Rapid cycling is included in DSM-IV as a course specifier for bipolar disorder (BP) I and II. However, its conceptualization remains controversial, and research concerning its treatment is still at an early stage. This article provides a synthesis of currently available evidence.
DSM-IV defines rapid cycling as the occurrence of at least 4 major depressive, manic, hypomanic, or mixed episodes during the previous year in a patient with a diagnosis of BP I or BP II. These episodes must be demarcated either by a partial or full remission of at least 2 months' duration or by a switch to an episode of opposite polarity. Duration criteria for episodes are not waived, which means that each major depressive episode must last at least 2 weeks, each manic or mixed episode must last at least 1 week, and each hypomanic episode must last at least 4 days.

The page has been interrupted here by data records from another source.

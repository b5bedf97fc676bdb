//! Metrics definitions for the staking client.
//!
//! This module defines all metrics used throughout the core.
//! Metrics are collected using the `metrics` crate and can be exported
//! to Prometheus via `metrics-exporter-prometheus`.

use metrics::{counter, describe_counter, describe_histogram, histogram};
use std::time::Instant;

/// Initialize all metric descriptions.
/// Call this once at startup before any metrics are recorded.
pub fn init_metrics() {
    describe_counter!(
        "cache_lookups_total",
        "Total number of query cache lookups, labelled hit or miss"
    );
    describe_counter!(
        "cache_teardowns_total",
        "Total number of cache entries torn down after their last subscriber left"
    );
    describe_counter!(
        "upstream_errors_total",
        "Total number of errors that terminated a shared query stream"
    );
    describe_counter!(
        "extrinsics_submitted_total",
        "Total number of extrinsics appended to the submission queue"
    );
    describe_counter!(
        "extrinsics_failed_total",
        "Total number of extrinsics that ended in the Failed status"
    );
    describe_counter!(
        "extrinsic_transitions_total",
        "Total number of extrinsic status transitions applied"
    );
    describe_counter!(
        "signer_discovery_attempts_total",
        "Total number of signer discovery attempts"
    );
    describe_histogram!(
        "extrinsic_ack_duration_seconds",
        "Time between submission and node acknowledgment in seconds"
    );
}

/// Record a cache lookup.
///
/// # Arguments
/// * `cache` - The memoized query name
/// * `hit` - Whether an existing entry was reused
pub fn record_cache_lookup(cache: &'static str, hit: bool) {
    let outcome = if hit { "hit" } else { "miss" };
    counter!("cache_lookups_total", "cache" => cache, "outcome" => outcome).increment(1);
}

/// Record an idle cache entry being torn down.
pub fn record_cache_teardown(cache: &'static str) {
    counter!("cache_teardowns_total", "cache" => cache).increment(1);
}

/// Record an error that terminated a shared stream.
pub fn record_upstream_error(cache: &'static str) {
    counter!("upstream_errors_total", "cache" => cache).increment(1);
}

/// Record a new submission.
pub fn record_extrinsic_submitted(method: &'static str) {
    counter!("extrinsics_submitted_total", "method" => method).increment(1);
}

/// Record a submission reaching `Failed`.
pub fn record_extrinsic_failed(method: &str) {
    counter!("extrinsics_failed_total", "method" => method.to_string()).increment(1);
}

/// Record a status transition.
///
/// # Arguments
/// * `status` - The status the entry moved to
pub fn record_extrinsic_transition(status: &'static str) {
    counter!("extrinsic_transitions_total", "status" => status).increment(1);
}

/// Record a signer discovery attempt.
pub fn record_discovery_attempt(attempt: u32) {
    counter!("signer_discovery_attempts_total", "attempt" => attempt.to_string()).increment(1);
}

/// A timer that records the acknowledgment latency when dropped.
pub struct AckTimer {
    start: Instant,
}

impl AckTimer {
    /// Start a new acknowledgment timer.
    pub fn new() -> Self {
        Self {
            start: Instant::now(),
        }
    }
}

impl Default for AckTimer {
    fn default() -> Self {
        Self::new()
    }
}

impl Drop for AckTimer {
    fn drop(&mut self) {
        let duration = self.start.elapsed().as_secs_f64();
        histogram!("extrinsic_ack_duration_seconds").record(duration);
    }
}
//! Typed staking write requests.

use serde::{Deserialize, Serialize};
use serde_json::{Value, json};

use super::{Account, Balance};

/// Destination of staking rewards.
#[derive(Debug, Clone, Copy, PartialEq, Eq, Serialize, Deserialize)]
pub enum Payee {
    /// Rewards are added to the bonded amount.
    Staked,
    /// Rewards are paid to the stash, not bonded.
    Stash,
    /// Rewards are paid to the controller.
    Controller,
}

impl Payee {
    pub fn as_str(&self) -> &'static str {
        match self {
            Payee::Staked => "Staked",
            Payee::Stash => "Stash",
            Payee::Controller => "Controller",
        }
    }
}

/// A state-changing call of the Staking pallet.
#[derive(Debug, Clone, PartialEq, Eq)]
pub enum StakingCall {
    /// Bond `value` from the origin stash.
    Bond {
        controller: Account,
        value: Balance,
        payee: Payee,
    },
    /// Add up to `max_additional` to an existing bond.
    BondExtra { max_additional: Balance },
    /// Schedule `value` for unlocking.
    Unbond { value: Balance },
    /// Replace the nominated validators.
    Nominate { targets: Vec<Account> },
    /// Stop nominating.
    Chill,
    /// Withdraw unlocked chunks.
    WithdrawUnbonded,
}

impl StakingCall {
    /// Method identifier, `pallet.call`.
    pub fn method(&self) -> &'static str {
        match self {
            StakingCall::Bond { .. } => "staking.bond",
            StakingCall::BondExtra { .. } => "staking.bondExtra",
            StakingCall::Unbond { .. } => "staking.unbond",
            StakingCall::Nominate { .. } => "staking.nominate",
            StakingCall::Chill => "staking.chill",
            StakingCall::WithdrawUnbonded => "staking.withdrawUnbonded",
        }
    }

    /// Parameter payload recorded on the queue entry.
    pub fn params(&self) -> Value {
        match self {
            StakingCall::Bond {
                controller,
                value,
                payee,
            } => json!({
                "controller": controller.as_str(),
                "payee": payee.as_str(),
                "value": value.to_string(),
            }),
            StakingCall::BondExtra { max_additional } => json!({
                "maxAdditionalValue": max_additional.to_string(),
            }),
            StakingCall::Unbond { value } => json!({ "value": value.to_string() }),
            StakingCall::Nominate { targets } => json!({
                "nextNominees": targets.iter().map(Account::as_str).collect::<Vec<_>>(),
            }),
            StakingCall::Chill | StakingCall::WithdrawUnbonded => json!({}),
        }
    }
}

This definition has been criticized even by the leaders of the DSM-IV task force, who stated, “In practice, some patients are encountered who have a large number of episodes, each of which has a brief duration of only a few days. Although such patients would not be diagnosed as having BP with rapid cycling in the conservative world of DSM-IV, they may present with similar course, management, and treatment response problems. The clinician may want to override this strict interpretation and consider such patients as rapid cycling.”1
Actually, on the basis of the DSM-IV definition, a patient with BP who has had several direct transitions from one polarity of mood to the other during the previous year, but in whom most periods of abnormal mood have not fulfilled the duration criteria for an affective episode (Figure, patient A), may not be classified as a rapid cycler, whereas a patient with BP who has had a prolonged depressive recurrence with 3 partial remissions (Figure, patient B) during the previous year may be classified as a rapid cycler (since a bipolar course during the previous year is not required).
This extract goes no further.